Durante os seis dias em que o protesto esteve em vigor, os camionistas chilenos estão a exigir melhores condições de segurança no meio da crise dos preços da energia resultante da situação internacional.
Os protestos começaram a gerar problemas de abastecimento em várias zonas do país. O sindicato exige que o governo do Presidente Gabriel Boric reduza os preços dos combustíveis em 30% e os congele durante os próximos seis meses.
O presidente denunciou a greve como «completamente infundada» e assegurou que os transportadores já estão protegidos contra tais eventualidades.
Pela sua parte, e em declarações relatadas por «Meganoticias», o presidente da Confederação Nacional do Transporte de Mercadorias (CNTC), Sergio Perez, declarou-se «esperançoso» de um possível acordo. «Em poucas horas poderíamos ter muito boas notícias», acrescentou, após a interrupção das conversações em resposta aos 32 processos instaurados pelo governo ao abrigo da Lei de Segurança do Estado contra os camionistas que bloquearam as rotas.
Entretanto, este sábado também foi condenado a 17 anos de prisão por duas das três pessoas condenadas pelo assassinato em Fevereiro do jovem camionista Byron Castillo, de acordo com um relatório publicado por «La Tercera».

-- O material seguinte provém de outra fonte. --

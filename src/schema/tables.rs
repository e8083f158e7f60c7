//! Table schema definitions for the loaded entities and the summary table

use super::types::*;
use crate::entity::EntityKind;

// =============================================================================
// Entity Tables (one per fetched kind)
// =============================================================================

pub static MISSIONS: TableSchema = TableSchema {
    name: "missions",
    source: Some(EntityKind::Missions),
    columns: &[
        Column::primary("id_mission", ColumnType::Char(CHAR_WIDTH)).field("id"),
        Column::char("description").field("description"),
        Column::char("manufacturers").field("manufacturers"),
        Column::char("name").field("name"),
        Column::char("twitter").field("twitter"),
        Column::char("website").field("website"),
    ],
    foreign_keys: &[],
};

pub static ROCKETS: TableSchema = TableSchema {
    name: "rockets",
    source: Some(EntityKind::Rockets),
    columns: &[
        Column::primary("id_rocket", ColumnType::Char(CHAR_WIDTH)).field("id"),
        Column::char("rocket_name").field("name"),
        Column::new("active", ColumnType::Boolean).field("active"),
        Column::new("boosters", ColumnType::Integer).field("boosters"),
        Column::char("company").field("company"),
        Column::new("cost_per_launch", ColumnType::Integer).field("cost_per_launch"),
        Column::char("country").field("country"),
        Column::new("stages", ColumnType::Integer).field("stages"),
        Column::new("success_rate_pct", ColumnType::Integer).field("success_rate_pct"),
        Column::char("rocket_type").field("type"),
        Column::new("diameter_m", ColumnType::Float).field("diameter.meters"),
        Column::new("height_m", ColumnType::Float).field("height.meters"),
        Column::new("mass_kg", ColumnType::Integer).field("mass.kg"),
    ],
    foreign_keys: &[],
};

pub static LAUNCHES: TableSchema = TableSchema {
    name: "launches",
    source: Some(EntityKind::Launches),
    columns: &[
        Column::primary("id_launch", ColumnType::Char(CHAR_WIDTH)).field("id"),
        Column::new("details", ColumnType::Text).field("details"),
        Column::char("id_mission").field("mission_id"),
        Column::char("mission_name").field("mission_name"),
        Column::new("upcoming", ColumnType::Boolean).field("upcoming"),
        // Unknown until the launch has flown
        Column::new("launch_success", ColumnType::Boolean).field("launch_success"),
        Column::char("rocket_name").field("rocket.rocket_name"),
        Column::char("rocket_type").field("rocket.rocket_type"),
        Column::char("id_rocket").field("rocket.rocket.id"),
    ],
    foreign_keys: &[],
};

// =============================================================================
// Summary Table
// =============================================================================

pub static ALL_VITRINE: TableSchema = TableSchema {
    name: "all_vitrine",
    source: None,
    columns: &[
        Column::primary("id", ColumnType::Serial),
        Column::char("id_mission"),
        Column::char("id_rocket"),
        Column::char("id_launch"),
        Column::new("count_missions", ColumnType::Integer),
        Column::new("count_rockets", ColumnType::Integer),
        Column::new("count_launches", ColumnType::Integer),
    ],
    foreign_keys: &[
        ForeignKey::new("id_mission", "missions", "id_mission"),
        ForeignKey::new("id_rocket", "rockets", "id_rocket"),
        ForeignKey::new("id_launch", "launches", "id_launch"),
    ],
};

/// All tables in creation order
pub static ALL_TABLES: &[&TableSchema] = &[&MISSIONS, &ROCKETS, &LAUNCHES, &ALL_VITRINE];

/// Get all table names
pub fn table_names() -> Vec<&'static str> {
    ALL_TABLES.iter().map(|t| t.name).collect()
}

/// Look up a table schema by name
pub fn get_table(name: &str) -> Option<&'static TableSchema> {
    ALL_TABLES.iter().find(|t| t.name == name).copied()
}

«Os arguidos realizaram conjuntamente actos destinados a causar a morte da vítima, consistindo em atirá-la de uma passagem superior, sobre a barreira de retenção, para uma queda de mais de nove metros», de acordo com o veredicto final sobre um caso que, segundo os transportadores, põe em evidência a insegurança sob a qual realizam o seu trabalho.